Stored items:

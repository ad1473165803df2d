//! Configuration module for securethis.
//!
//! A project configures its scans through `securethis.config.ts` at the
//! project root:
//!
//! ```ts
//! import type {SecureThisConfig} from 'securethis';
//!
//! export const config: SecureThisConfig = {
//!     "outputDirRelative": "securethis-results",
//!     "sastExclude": ["glob(**/node_modules/**)", "coverage"]
//! };
//! ```
//!
//! The file is never executed. [`module`] evaluates a restricted literal
//! grammar and [`validation`] checks the result against the
//! [`SecureThisConfig`] shape.
//!
//! # Quick Start
//!
//! ```rust,no_run
//! use securethis::config::{load_config, TypeSource};
//! use std::path::Path;
//!
//! let config = load_config(Path::new("/path/to/project"), &TypeSource::published())?;
//! println!("results go to {}", config.output_dir_relative);
//! # Ok::<(), securethis::SecureThisError>(())
//! ```

mod defaults;
pub mod file;
pub mod module;
mod types;
mod validation;

pub use defaults::{
    CONFIG_FILE_NAME, CONFIG_TYPE_IDENTIFIER, DEFAULT_OUTPUT_DIR, DEFAULT_SAST_EXCLUDE,
};
pub use file::{config_file_path, generate_config_file, load_config, render_config_source};
pub use module::{evaluate_module, ModuleError};
pub use types::{ConfigOverrides, SecureThisConfig, TypeSource};
pub use validation::{validate_value, ConfigError, Validatable, ValidationError};

/// Generate a JSON Schema for the `SecureThisConfig` value.
///
/// Editors can use it to validate config values that are kept as plain data.
#[must_use]
pub fn generate_json_schema() -> String {
    let schema = schemars::schema_for!(SecureThisConfig);
    serde_json::to_string_pretty(&schema).unwrap_or_default()
}

#[cfg(test)]
mod tests {
    use super::*;

    #[test]
    fn test_json_schema_names_fields() {
        let schema = generate_json_schema();
        assert!(schema.contains("outputDirRelative"));
        assert!(schema.contains("sastExclude"));
        assert!(schema.contains("SecureThisConfig"));
    }
}
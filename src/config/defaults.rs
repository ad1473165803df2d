//! Default values for securethis.

use super::types::SecureThisConfig;

/// File name of the project-local config, placed at the project root.
pub const CONFIG_FILE_NAME: &str = "securethis.config.ts";

/// Identifier of the TypeScript type the config file is constrained to.
pub const CONFIG_TYPE_IDENTIFIER: &str = "SecureThisConfig";

/// Default results directory, relative to the project root.
pub const DEFAULT_OUTPUT_DIR: &str = "securethis-results";

/// Exclusions written into freshly generated config files.
pub const DEFAULT_SAST_EXCLUDE: &[&str] = &[
    "glob(**/node_modules/**)",
    "glob(**/dist/**)",
    "glob(**/build/**)",
    "glob(**/securethis-results/**)",
    "coverage",
    "glob(**/test*/**)",
    "glob(**/*spec*/**)",
    "glob(**/__tests__/**)",
    // Java/Maven build output
    "target",
    // Python virtual environments
    ".venv",
    ".git",
    ".svn",
    ".hg",
    "**/*.log",
    "temp/",
];

impl Default for SecureThisConfig {
    fn default() -> Self {
        Self {
            output_dir_relative: DEFAULT_OUTPUT_DIR.to_string(),
            sast_exclude: DEFAULT_SAST_EXCLUDE.iter().map(|s| (*s).to_string()).collect(),
        }
    }
}
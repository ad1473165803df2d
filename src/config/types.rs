//! Configuration types for securethis.
//!
//! [`SecureThisConfig`] is the value a project exports from its
//! `securethis.config.ts`. Field names serialize in camelCase to match the
//! TypeScript type the generated file imports.

use schemars::JsonSchema;
use serde::{Deserialize, Serialize};
use std::path::PathBuf;

// ============================================================================
// Project Configuration
// ============================================================================

/// Project-local scan settings.
#[derive(Debug, Clone, PartialEq, Eq, Serialize, Deserialize, JsonSchema)]
#[serde(rename_all = "camelCase")]
pub struct SecureThisConfig {
    /// Directory where scan results will be saved, relative to the project root.
    pub output_dir_relative: String,
    /// SAST exclusion paths.
    ///
    /// Entries can be simple paths (e.g. `dist`, `vendor/some_lib`) or explicit
    /// glob patterns (e.g. `glob(**/__tests__/**)`). Simple paths are wrapped
    /// with `glob()` before they reach the scanner.
    pub sast_exclude: Vec<String>,
}

impl SecureThisConfig {
    /// Overlay caller-supplied overrides onto this config.
    ///
    /// Provided fields replace the existing ones outright; arrays are never
    /// concatenated.
    #[must_use]
    pub fn with_overrides(mut self, overrides: &ConfigOverrides) -> Self {
        if let Some(ref dir) = overrides.output_dir_relative {
            self.output_dir_relative.clone_from(dir);
        }
        if let Some(ref exclude) = overrides.sast_exclude {
            self.sast_exclude.clone_from(exclude);
        }
        self
    }
}

/// Partial config used when generating a new file.
#[derive(Debug, Clone, Default, PartialEq, Eq)]
pub struct ConfigOverrides {
    pub output_dir_relative: Option<String>,
    pub sast_exclude: Option<Vec<String>>,
}

impl ConfigOverrides {
    /// No overrides: the generated file holds the built-in defaults.
    #[must_use]
    pub fn none() -> Self {
        Self::default()
    }

    #[must_use]
    pub fn output_dir_relative(mut self, dir: impl Into<String>) -> Self {
        self.output_dir_relative = Some(dir.into());
        self
    }

    #[must_use]
    pub fn sast_exclude<I, S>(mut self, entries: I) -> Self
    where
        I: IntoIterator<Item = S>,
        S: Into<String>,
    {
        self.sast_exclude = Some(entries.into_iter().map(Into::into).collect());
        self
    }
}

// ============================================================================
// Type import source
// ============================================================================

/// Where the generated config file imports its `SecureThisConfig` type from.
#[derive(Debug, Clone, PartialEq, Eq)]
pub enum TypeSource {
    /// Absolute path to a type definition file on this machine.
    Local { absolute_path: PathBuf },
    /// Name of the published package that provides the type.
    Package { name: String },
}

impl TypeSource {
    /// The type definition shipped inside this crate.
    #[must_use]
    pub fn bundled_local() -> Self {
        Self::Local {
            absolute_path: PathBuf::from(concat!(
                env!("CARGO_MANIFEST_DIR"),
                "/assets/securethis.d.ts"
            )),
        }
    }

    /// The published package, named after this crate.
    #[must_use]
    pub fn published() -> Self {
        Self::Package {
            name: env!("CARGO_PKG_NAME").to_string(),
        }
    }

    /// Pick the source from an explicit local/testing flag.
    #[must_use]
    pub fn from_local_flag(local: bool) -> Self {
        if local {
            Self::bundled_local()
        } else {
            Self::published()
        }
    }

    /// The string placed inside the import statement's quotes.
    #[must_use]
    pub fn import_target(&self) -> String {
        match self {
            Self::Local { absolute_path } => absolute_path.to_string_lossy().into_owned(),
            Self::Package { name } => name.clone(),
        }
    }
}

impl Default for TypeSource {
    fn default() -> Self {
        Self::published()
    }
}
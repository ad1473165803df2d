//! Schema validation for project configuration values.
//!
//! Values evaluated from a config module are untyped [`serde_json::Value`]s.
//! [`validate_value`] checks them against the [`SecureThisConfig`] shape
//! without coercing anything: a number where a string belongs is an error,
//! not a string.

use super::types::SecureThisConfig;
use serde_json::Value;

const OUTPUT_DIR_FIELD: &str = "outputDirRelative";
const SAST_EXCLUDE_FIELD: &str = "sastExclude";

// ============================================================================
// Configuration Error
// ============================================================================

/// A single field that failed validation.
#[derive(Debug, Clone, PartialEq, Eq)]
pub struct ConfigError {
    /// The field that failed validation
    pub field: String,
    /// Description of the validation error
    pub message: String,
}

impl ConfigError {
    pub fn new(field: impl Into<String>, message: impl Into<String>) -> Self {
        Self {
            field: field.into(),
            message: message.into(),
        }
    }
}

impl std::fmt::Display for ConfigError {
    fn fmt(&self, f: &mut std::fmt::Formatter<'_>) -> std::fmt::Result {
        write!(f, "{}: {}", self.field, self.message)
    }
}

impl std::error::Error for ConfigError {}

/// All violations found in one value.
#[derive(Debug, Clone, PartialEq, Eq)]
pub struct ValidationError {
    pub errors: Vec<ConfigError>,
}

impl ValidationError {
    #[must_use]
    pub fn new(errors: Vec<ConfigError>) -> Self {
        Self { errors }
    }

    /// Names of the offending fields, in the order they were found.
    pub fn fields(&self) -> impl Iterator<Item = &str> {
        self.errors.iter().map(|e| e.field.as_str())
    }
}

impl std::fmt::Display for ValidationError {
    fn fmt(&self, f: &mut std::fmt::Formatter<'_>) -> std::fmt::Result {
        let parts: Vec<String> = self.errors.iter().map(ToString::to_string).collect();
        write!(f, "{}", parts.join("; "))
    }
}

impl std::error::Error for ValidationError {}

// ============================================================================
// Validation Trait
// ============================================================================

/// Trait for validatable configuration types.
pub trait Validatable {
    /// Validate the configuration, returning any errors found.
    fn validate(&self) -> Vec<ConfigError>;

    /// Check if the configuration is valid.
    fn is_valid(&self) -> bool {
        self.validate().is_empty()
    }
}

impl Validatable for SecureThisConfig {
    fn validate(&self) -> Vec<ConfigError> {
        let mut errors = Vec::new();
        if self.output_dir_relative.is_empty() {
            errors.push(ConfigError::new(OUTPUT_DIR_FIELD, "must not be empty"));
        }
        errors
    }
}

// ============================================================================
// Untyped value validation
// ============================================================================

/// Validate an evaluated config value and convert it into a [`SecureThisConfig`].
///
/// Keys other than `outputDirRelative` and `sastExclude` are ignored.
pub fn validate_value(value: &Value) -> Result<SecureThisConfig, ValidationError> {
    let Some(object) = value.as_object() else {
        return Err(ValidationError::new(vec![ConfigError::new(
            "config",
            format!("expected an object, got {}", type_name(value)),
        )]));
    };

    let mut errors = Vec::new();

    let output_dir_relative = match object.get(OUTPUT_DIR_FIELD) {
        Some(Value::String(s)) => Some(s.clone()),
        Some(other) => {
            errors.push(ConfigError::new(
                OUTPUT_DIR_FIELD,
                format!("expected a string, got {}", type_name(other)),
            ));
            None
        }
        None => {
            errors.push(ConfigError::new(OUTPUT_DIR_FIELD, "required field is missing"));
            None
        }
    };

    let sast_exclude = match object.get(SAST_EXCLUDE_FIELD) {
        Some(Value::Array(items)) => {
            let mut entries = Vec::with_capacity(items.len());
            for (i, item) in items.iter().enumerate() {
                match item {
                    Value::String(s) => entries.push(s.clone()),
                    other => errors.push(ConfigError::new(
                        format!("{SAST_EXCLUDE_FIELD}[{i}]"),
                        format!("expected a string, got {}", type_name(other)),
                    )),
                }
            }
            Some(entries)
        }
        Some(other) => {
            errors.push(ConfigError::new(
                SAST_EXCLUDE_FIELD,
                format!("expected an array of strings, got {}", type_name(other)),
            ));
            None
        }
        None => {
            errors.push(ConfigError::new(SAST_EXCLUDE_FIELD, "required field is missing"));
            None
        }
    };

    // Semantic checks run whenever the output dir parsed, alongside type errors.
    let Some(output_dir_relative) = output_dir_relative else {
        return Err(ValidationError::new(errors));
    };
    let config = SecureThisConfig {
        output_dir_relative,
        sast_exclude: sast_exclude.unwrap_or_default(),
    };
    errors.extend(config.validate());

    if errors.is_empty() {
        Ok(config)
    } else {
        Err(ValidationError::new(errors))
    }
}

const fn type_name(value: &Value) -> &'static str {
    match value {
        Value::Null => "null",
        Value::Bool(_) => "a boolean",
        Value::Number(_) => "a number",
        Value::String(_) => "a string",
        Value::Array(_) => "an array",
        Value::Object(_) => "an object",
    }
}

#[cfg(test)]
mod tests {
    use super::*;
    use serde_json::json;

    #[test]
    fn test_valid_value() {
        let value = json!({
            "outputDirRelative": "out",
            "sastExclude": ["dist", "glob(**/x/**)"]
        });
        let config = validate_value(&value).unwrap();
        assert_eq!(config.output_dir_relative, "out");
        assert_eq!(config.sast_exclude, vec!["dist", "glob(**/x/**)"]);
    }

    #[test]
    fn test_extra_keys_are_ignored() {
        let value = json!({
            "outputDirRelative": "out",
            "sastExclude": [],
            "somethingElse": 42
        });
        assert!(validate_value(&value).is_ok());
    }

    #[test]
    fn test_no_coercion_of_numbers() {
        let value = json!({ "outputDirRelative": 5, "sastExclude": [] });
        let err = validate_value(&value).unwrap_err();
        assert_eq!(err.fields().collect::<Vec<_>>(), vec!["outputDirRelative"]);
    }

    #[test]
    fn test_reports_every_bad_field() {
        let value = json!({ "sastExclude": ["ok", 1, null] });
        let err = validate_value(&value).unwrap_err();
        assert_eq!(
            err.fields().collect::<Vec<_>>(),
            vec!["outputDirRelative", "sastExclude[1]", "sastExclude[2]"]
        );
    }

    #[test]
    fn test_empty_output_dir_reported_with_type_errors() {
        let value = json!({ "outputDirRelative": "", "sastExclude": 5 });
        let err = validate_value(&value).unwrap_err();
        assert_eq!(
            err.fields().collect::<Vec<_>>(),
            vec!["sastExclude", "outputDirRelative"]
        );
    }

    #[test]
    fn test_string_instead_of_array() {
        let value = json!({ "outputDirRelative": "out", "sastExclude": "dist" });
        let err = validate_value(&value).unwrap_err();
        assert_eq!(err.errors.len(), 1);
        assert!(err.to_string().contains("expected an array of strings"));
    }

    #[test]
    fn test_non_object_root() {
        let err = validate_value(&json!(["a"])).unwrap_err();
        assert_eq!(err.errors[0].field, "config");
    }

    #[test]
    fn test_empty_output_dir_rejected() {
        let value = json!({ "outputDirRelative": "", "sastExclude": [] });
        let err = validate_value(&value).unwrap_err();
        assert_eq!(err.to_string(), "outputDirRelative: must not be empty");
    }
}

#### Exercise description:
Among the lines above, list those that contain the word "push".

#### Reply:
            errors.push(ConfigError::new(OUTPUT_DIR_FIELD, "must not be empty"));
            errors.push(ConfigError::new(
            errors.push(ConfigError::new(OUTPUT_DIR_FIELD, "required field is missing"));
                    Value::String(s) => entries.push(s.clone()),
                    other => errors.push(ConfigError::new(
            errors.push(ConfigError::new(
            errors.push(ConfigError::new(SAST_EXCLUDE_FIELD, "required field is missing"));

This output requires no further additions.